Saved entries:

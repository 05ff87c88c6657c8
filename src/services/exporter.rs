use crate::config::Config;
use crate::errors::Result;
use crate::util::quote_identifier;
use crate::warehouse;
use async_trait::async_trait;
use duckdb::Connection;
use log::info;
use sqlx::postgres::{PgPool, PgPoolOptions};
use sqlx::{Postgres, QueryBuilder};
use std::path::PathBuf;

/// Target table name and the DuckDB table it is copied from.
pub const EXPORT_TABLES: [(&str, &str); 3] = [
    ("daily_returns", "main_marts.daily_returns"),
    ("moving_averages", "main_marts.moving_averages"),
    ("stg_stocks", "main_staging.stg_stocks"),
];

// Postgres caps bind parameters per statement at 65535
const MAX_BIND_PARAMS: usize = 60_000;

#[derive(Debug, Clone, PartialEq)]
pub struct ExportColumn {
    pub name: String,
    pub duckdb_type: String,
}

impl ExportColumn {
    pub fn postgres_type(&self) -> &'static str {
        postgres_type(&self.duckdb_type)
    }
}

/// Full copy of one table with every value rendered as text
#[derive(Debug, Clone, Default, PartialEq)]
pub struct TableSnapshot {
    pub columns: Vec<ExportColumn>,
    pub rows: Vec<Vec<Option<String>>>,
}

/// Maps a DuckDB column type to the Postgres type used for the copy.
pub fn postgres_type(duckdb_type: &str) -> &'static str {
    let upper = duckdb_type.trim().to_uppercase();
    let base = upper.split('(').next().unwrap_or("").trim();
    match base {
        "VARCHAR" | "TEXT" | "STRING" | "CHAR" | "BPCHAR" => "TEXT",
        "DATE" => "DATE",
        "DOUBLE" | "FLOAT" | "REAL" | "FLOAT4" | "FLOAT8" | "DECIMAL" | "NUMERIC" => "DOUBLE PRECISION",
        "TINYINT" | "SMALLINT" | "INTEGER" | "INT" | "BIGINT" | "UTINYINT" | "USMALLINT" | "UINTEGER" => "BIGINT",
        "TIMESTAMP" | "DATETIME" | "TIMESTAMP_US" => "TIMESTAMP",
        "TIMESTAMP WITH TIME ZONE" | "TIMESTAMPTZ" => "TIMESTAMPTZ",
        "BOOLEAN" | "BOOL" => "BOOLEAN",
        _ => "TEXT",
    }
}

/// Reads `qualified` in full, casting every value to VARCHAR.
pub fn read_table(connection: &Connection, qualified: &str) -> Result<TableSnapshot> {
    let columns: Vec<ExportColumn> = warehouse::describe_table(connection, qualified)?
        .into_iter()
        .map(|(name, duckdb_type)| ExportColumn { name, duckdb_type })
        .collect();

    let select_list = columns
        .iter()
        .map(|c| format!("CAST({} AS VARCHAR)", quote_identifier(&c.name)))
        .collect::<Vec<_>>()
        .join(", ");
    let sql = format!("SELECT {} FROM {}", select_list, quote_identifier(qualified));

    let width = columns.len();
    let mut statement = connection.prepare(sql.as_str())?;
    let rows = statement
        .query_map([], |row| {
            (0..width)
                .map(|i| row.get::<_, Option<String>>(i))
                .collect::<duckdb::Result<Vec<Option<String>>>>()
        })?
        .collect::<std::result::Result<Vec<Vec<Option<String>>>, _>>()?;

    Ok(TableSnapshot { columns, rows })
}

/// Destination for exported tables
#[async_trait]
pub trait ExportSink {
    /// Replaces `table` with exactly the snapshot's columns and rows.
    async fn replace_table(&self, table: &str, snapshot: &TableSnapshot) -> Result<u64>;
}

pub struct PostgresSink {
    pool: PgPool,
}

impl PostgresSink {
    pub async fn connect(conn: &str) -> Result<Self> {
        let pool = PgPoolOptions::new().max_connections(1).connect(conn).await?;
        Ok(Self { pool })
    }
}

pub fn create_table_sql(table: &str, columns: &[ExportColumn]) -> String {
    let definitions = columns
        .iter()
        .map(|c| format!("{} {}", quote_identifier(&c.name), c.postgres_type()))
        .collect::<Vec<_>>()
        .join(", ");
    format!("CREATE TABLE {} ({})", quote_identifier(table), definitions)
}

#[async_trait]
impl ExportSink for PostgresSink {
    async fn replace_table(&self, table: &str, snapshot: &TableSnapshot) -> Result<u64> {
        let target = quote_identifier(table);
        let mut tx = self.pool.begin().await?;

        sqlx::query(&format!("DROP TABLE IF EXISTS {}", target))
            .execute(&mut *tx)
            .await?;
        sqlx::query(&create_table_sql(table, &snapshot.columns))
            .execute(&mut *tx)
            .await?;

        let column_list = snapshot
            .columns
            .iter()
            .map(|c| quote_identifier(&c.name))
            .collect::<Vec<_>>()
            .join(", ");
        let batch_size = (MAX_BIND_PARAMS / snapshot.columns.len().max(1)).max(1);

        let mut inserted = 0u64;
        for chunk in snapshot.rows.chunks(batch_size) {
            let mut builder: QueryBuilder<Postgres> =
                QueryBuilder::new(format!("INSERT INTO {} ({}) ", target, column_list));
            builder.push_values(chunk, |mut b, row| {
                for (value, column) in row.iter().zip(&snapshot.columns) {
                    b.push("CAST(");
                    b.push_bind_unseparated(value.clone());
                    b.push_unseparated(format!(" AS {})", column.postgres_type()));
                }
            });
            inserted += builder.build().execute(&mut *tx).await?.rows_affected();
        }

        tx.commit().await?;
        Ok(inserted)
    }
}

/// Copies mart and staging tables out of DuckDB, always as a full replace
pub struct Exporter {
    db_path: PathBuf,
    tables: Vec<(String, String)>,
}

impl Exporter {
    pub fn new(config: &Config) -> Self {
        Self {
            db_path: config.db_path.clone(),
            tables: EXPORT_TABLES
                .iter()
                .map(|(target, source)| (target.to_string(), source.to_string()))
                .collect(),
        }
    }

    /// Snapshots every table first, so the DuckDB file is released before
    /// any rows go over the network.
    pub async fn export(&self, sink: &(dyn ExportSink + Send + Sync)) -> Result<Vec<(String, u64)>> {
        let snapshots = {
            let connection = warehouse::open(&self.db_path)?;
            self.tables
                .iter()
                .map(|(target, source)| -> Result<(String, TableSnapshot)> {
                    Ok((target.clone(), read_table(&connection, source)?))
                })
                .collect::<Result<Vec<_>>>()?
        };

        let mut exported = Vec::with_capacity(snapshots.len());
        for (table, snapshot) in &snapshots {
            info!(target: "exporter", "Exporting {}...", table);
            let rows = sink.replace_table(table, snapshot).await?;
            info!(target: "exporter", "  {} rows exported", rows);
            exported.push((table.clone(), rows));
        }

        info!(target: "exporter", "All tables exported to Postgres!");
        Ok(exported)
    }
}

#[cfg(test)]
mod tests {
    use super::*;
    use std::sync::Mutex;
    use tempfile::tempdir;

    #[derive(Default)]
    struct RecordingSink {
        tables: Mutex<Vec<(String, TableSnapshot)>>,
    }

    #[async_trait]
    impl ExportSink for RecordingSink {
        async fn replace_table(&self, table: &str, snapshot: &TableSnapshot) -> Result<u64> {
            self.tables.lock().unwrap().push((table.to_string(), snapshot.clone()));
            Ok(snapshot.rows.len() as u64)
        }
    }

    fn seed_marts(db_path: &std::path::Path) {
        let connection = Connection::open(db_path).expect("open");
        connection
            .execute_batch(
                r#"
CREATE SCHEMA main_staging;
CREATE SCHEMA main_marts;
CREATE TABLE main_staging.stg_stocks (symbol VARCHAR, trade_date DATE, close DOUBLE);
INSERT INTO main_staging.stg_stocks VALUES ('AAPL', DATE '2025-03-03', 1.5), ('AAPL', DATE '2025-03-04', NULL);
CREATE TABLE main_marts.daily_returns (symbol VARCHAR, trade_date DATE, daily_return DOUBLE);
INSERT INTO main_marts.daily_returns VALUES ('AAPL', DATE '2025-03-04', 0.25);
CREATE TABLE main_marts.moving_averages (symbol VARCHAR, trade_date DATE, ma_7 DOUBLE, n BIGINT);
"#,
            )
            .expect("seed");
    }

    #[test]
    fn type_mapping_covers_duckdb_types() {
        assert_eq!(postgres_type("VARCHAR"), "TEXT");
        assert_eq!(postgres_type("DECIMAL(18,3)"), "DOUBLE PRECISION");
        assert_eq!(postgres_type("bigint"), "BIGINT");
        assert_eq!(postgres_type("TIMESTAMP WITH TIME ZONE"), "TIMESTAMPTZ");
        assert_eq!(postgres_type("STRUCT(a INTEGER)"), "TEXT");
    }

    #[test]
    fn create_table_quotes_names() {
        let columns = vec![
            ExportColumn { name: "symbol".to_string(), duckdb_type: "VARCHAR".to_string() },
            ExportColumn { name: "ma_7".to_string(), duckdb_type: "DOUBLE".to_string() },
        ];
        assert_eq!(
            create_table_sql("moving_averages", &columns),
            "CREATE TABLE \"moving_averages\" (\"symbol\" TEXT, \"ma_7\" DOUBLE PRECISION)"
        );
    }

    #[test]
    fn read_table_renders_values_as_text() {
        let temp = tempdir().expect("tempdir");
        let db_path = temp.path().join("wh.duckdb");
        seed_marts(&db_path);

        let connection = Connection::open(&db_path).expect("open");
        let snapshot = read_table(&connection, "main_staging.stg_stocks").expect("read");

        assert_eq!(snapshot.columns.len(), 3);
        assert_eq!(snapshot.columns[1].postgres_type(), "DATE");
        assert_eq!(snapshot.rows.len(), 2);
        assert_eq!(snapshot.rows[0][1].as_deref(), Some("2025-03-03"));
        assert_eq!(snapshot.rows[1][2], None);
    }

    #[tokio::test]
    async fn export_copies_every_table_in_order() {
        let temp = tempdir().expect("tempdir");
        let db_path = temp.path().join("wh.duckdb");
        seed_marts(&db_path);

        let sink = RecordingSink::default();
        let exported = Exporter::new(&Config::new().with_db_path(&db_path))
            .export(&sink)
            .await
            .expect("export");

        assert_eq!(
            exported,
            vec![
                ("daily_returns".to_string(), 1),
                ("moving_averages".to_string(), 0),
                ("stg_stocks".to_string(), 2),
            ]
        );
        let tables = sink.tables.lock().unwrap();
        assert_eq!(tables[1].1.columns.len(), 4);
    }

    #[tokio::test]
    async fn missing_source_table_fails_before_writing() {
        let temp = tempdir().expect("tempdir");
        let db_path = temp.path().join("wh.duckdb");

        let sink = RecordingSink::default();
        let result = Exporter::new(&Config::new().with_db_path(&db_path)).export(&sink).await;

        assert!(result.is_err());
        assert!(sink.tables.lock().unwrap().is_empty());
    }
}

• _EXERCISE DETAILS_:
Please give the number of lines above that contain "VARCHAR", without any other words.

• _RESULT FOR THIS EXERCISE_:
8